Rimarcava infatti che: a) anche lo S.S., in dibattimento, aveva comunque dato atto che egli e lo A.S. si erano abbassati fino ad inginocchiarsi per collocare la sonda in corrispondenza della descritta cavità naturale e che aveva già infilato il braccio sotto il masso «per cercare di spingere la bacchetta» e farle raggiungere l'altra estremità, quando, preceduto da un fruscio, il blocco di pietra aveva fatto un mezzo giro e si era inclinato verso il basso travolgendoli; b) nessuna plausibile giustificazione il teste aveva fornito riguardo alla iniziale versione resa alla P.G. del Dipartimento del Corpo Regionale, allorquando egli aveva riferito di essersi spinto sotto il blocco fino alla vita (essendo ragionevole ipotizzare che altrettanto stesse facendo lo A.S., incaricato di aiutarlo); e) lo S.S. aveva ricordato che l'evento era stato preceduto da un sibilo che non poteva che essere interpretato come un segnale di imminente pericolo, sicché soprattutto lo A.S., se davvero non fosse stato materialmente impegnato nelle operazioni sotto il masso, avrebbe avuto il tempo di capire cosa stava accadendo e cercare la fuga con buone possibilità; d) in ogni caso, anche a ritenere interamente attendibile la versione fornita in dibattimento dallo S.S., essa valeva a smentire la tesi difensiva secondo cui gli operai si trovavano a distanza di sicurezza ed il masso li avrebbe travolti solo a seguito di una rotazione e di un movimento verso valle.

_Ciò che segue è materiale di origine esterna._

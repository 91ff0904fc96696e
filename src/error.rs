// SPDX-License-Identifier: MPL-2.0
use std::fmt;

#[derive(Debug, Clone)]
pub enum Error {
    Io(String),
    Config(String),
    Dispatch(DispatchError),
}

/// Rejections produced while turning an email draft into a `mailto:` link.
///
/// The user fixes the input and retries; nothing is logged.
#[derive(Debug, Clone, Copy, PartialEq, Eq)]
pub enum ValidationError {
    /// Recipient is blank or lacks an `@`.
    InvalidRecipient,
}

impl ValidationError {
    /// Returns the i18n message key for this error type.
    pub fn i18n_key(&self) -> &'static str {
        match self {
            ValidationError::InvalidRecipient => "email-error-invalid-recipient",
        }
    }
}

impl fmt::Display for ValidationError {
    fn fmt(&self, f: &mut fmt::Formatter<'_>) -> fmt::Result {
        match self {
            ValidationError::InvalidRecipient => {
                write!(f, "Please enter a valid recipient email.")
            }
        }
    }
}

/// Failures reported by the URI-opening collaborator.
#[derive(Debug, Clone, PartialEq, Eq)]
pub enum DispatchError {
    /// The platform launcher could not be spawned.
    Launch(String),

    /// The launcher ran but reported failure (`None` when killed by a signal).
    ExitStatus(Option<i32>),

    /// The worker running the launcher was cancelled or panicked.
    Interrupted(String),
}

impl DispatchError {
    /// Returns the i18n message key for this error type.
    ///
    /// All variants share one user-facing message; the detail only goes to logs.
    pub fn i18n_key(&self) -> &'static str {
        "email-error-open-client"
    }
}

impl fmt::Display for DispatchError {
    fn fmt(&self, f: &mut fmt::Formatter<'_>) -> fmt::Result {
        match self {
            DispatchError::Launch(msg) => write!(f, "Failed to launch URI handler: {}", msg),
            DispatchError::ExitStatus(Some(code)) => {
                write!(f, "URI handler exited with status {}", code)
            }
            DispatchError::ExitStatus(None) => write!(f, "URI handler was terminated"),
            DispatchError::Interrupted(msg) => write!(f, "URI dispatch interrupted: {}", msg),
        }
    }
}

impl fmt::Display for Error {
    fn fmt(&self, f: &mut fmt::Formatter<'_>) -> fmt::Result {
        match self {
            Error::Io(e) => write!(f, "I/O Error: {}", e),
            Error::Config(e) => write!(f, "Config Error: {}", e),
            Error::Dispatch(e) => write!(f, "Dispatch Error: {}", e),
        }
    }
}

impl std::error::Error for Error {}

impl From<DispatchError> for Error {
    fn from(err: DispatchError) -> Self {
        Error::Dispatch(err)
    }
}

impl From<std::io::Error> for Error {
    fn from(err: std::io::Error) -> Self {
        Error::Io(err.to_string())
    }
}

impl From<toml::de::Error> for Error {
    fn from(err: toml::de::Error) -> Self {
        Error::Config(err.to_string())
    }
}

impl From<toml::ser::Error> for Error {
    fn from(err: toml::ser::Error) -> Self {
        Error::Config(err.to_string())
    }
}

pub type Result<T> = std::result::Result<T, Error>;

Rimaneva pertanto acclarata, secondo la Corte, la condotta inosservante dei due operai e, di conseguenza, anche la responsabilità dell'imputato che, quale sorvegliante della cava, avrebbe dovuto impedirla, specie in presenza di pericolo di movimenti in quella fase della lavorazione, resi evidenti dalle condizioni del letto di posa e della puntellatura e dalle caratteristiche intrinseche del blocco su cui ci si accingeva ad operare il terzo taglio.

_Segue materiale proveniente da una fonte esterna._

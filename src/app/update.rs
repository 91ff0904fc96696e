// SPDX-License-Identifier: MPL-2.0
//! Message handlers for the application.

use super::Message;
use crate::error::DispatchError;
use crate::i18n::fluent::I18n;
use crate::platform::{self, UriOpener};
use crate::ui::showcase::{self, Event as ShowcaseEvent};
use iced::Task;
use std::sync::Arc;

/// Borrowed application state for a single update.
pub struct UpdateContext<'a> {
    pub i18n: &'a I18n,
    pub showcase: &'a mut showcase::State,
    pub uri_opener: &'a Arc<dyn UriOpener>,
}

/// Handles showcase screen messages.
pub fn handle_showcase_message(
    ctx: &mut UpdateContext<'_>,
    message: showcase::Message,
) -> Task<Message> {
    match showcase::update(ctx.showcase, message, ctx.i18n) {
        ShowcaseEvent::None => Task::none(),
        ShowcaseEvent::OpenUri(uri) => {
            tracing::info!("handing mailto link to the platform");
            Task::perform(
                platform::dispatch(Arc::clone(ctx.uri_opener), uri),
                Message::EmailDispatched,
            )
        }
    }
}

/// Surfaces a failed mail-client launch under the compose form.
pub fn handle_email_dispatched(ctx: &mut UpdateContext<'_>, result: Result<(), DispatchError>) {
    match result {
        Ok(()) => tracing::debug!("mail client opened"),
        Err(err) => {
            tracing::warn!("could not open mail client: {err}");
            ctx.showcase.set_email_error(ctx.i18n.tr(err.i18n_key()));
        }
    }
}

Richiamava anche al riguardo quanto evidenziato nella relazione peritale, e cioè che: il masso presentava certamente una forma irregolare nella faccia inferiore laddove era presente la cavità di notevoli dimensioni, per cui la parte sud (quella risultata interessata dal distacco) veniva comunque a poggiare su una superficie ridotta, come tale meno stabile poiché non interamente adagiata sul letto di posa; il blocco nel suo insieme presentava un quadro fessurativo abbastanza esteso e profondo, riconoscibile già nella seconda fetta, spaccatasi al centro durante la separazione; la visibilità di tali condizioni era tanto più agevolata dalle rutinarie operazioni di bagnatura pacificamente intervenute; una lesione evidente si trovava proprio in continuità con la porzione poi distaccatasi; tale situazione non poteva non essere stata rilevata da coloro che stavano lavorando sul masso e quindi dallo stesso sorvegliante che avrebbe dovuto, vista la situazione e soprattutto la conformazione della base di appoggio, adottare la massima prudenza e rinviare al giorno seguente un più approfondito esame del quadro fessurativo del masso, in ciò coinvolgendo possibilmente la Direzione dei Lavori.
Alla luce di tali indicazioni peritali, la Corte reputava pertanto inattendibile la tesi difensiva secondo cui era impossibile distinguere i segni dell'estesa fessurazione da quelli di una semplice venatura tipica del marmo estratto in quella cava.
3. Avverso tale sentenza propongono ricorso per cassazione, per mezzo dei rispettivi difensori, l'imputato e la società responsabile civile.
L.O. pone a fondamento del proprio ricorso cinque motivi.
3.1. Con il primo deduce inosservanza di norme processuali stabilite a pena di nullità per avere la Corte territoriale posto a base della propria decisione, sia pure indirettamente, le dichiarazioni rese dall'imputato nel corso delle indagini preliminari, che la stessa Corte ha riconosciuto essere inutilizzabili perché rese in assenza delle garanzie difensive.
Rileva infatti che il perito, sulle cui conclusioni poggia essenzialmente il giudizio di penale responsabilità, ha in realtà operato sulla base di tutte le fonti di prova assunte sino a quel momento e, dunque, anche delle predette dichiarazioni, le quali hanno di fatto condizionato, secondo il ricorrente, le conclusioni dell'ausiliario sulla dinamica del sinistro, avendo egli dato per scontato che gli operai si fossero introdotti sotto la cavità del masso utilizzando quanto dichiarato dall'indagato alla polizia mineraria.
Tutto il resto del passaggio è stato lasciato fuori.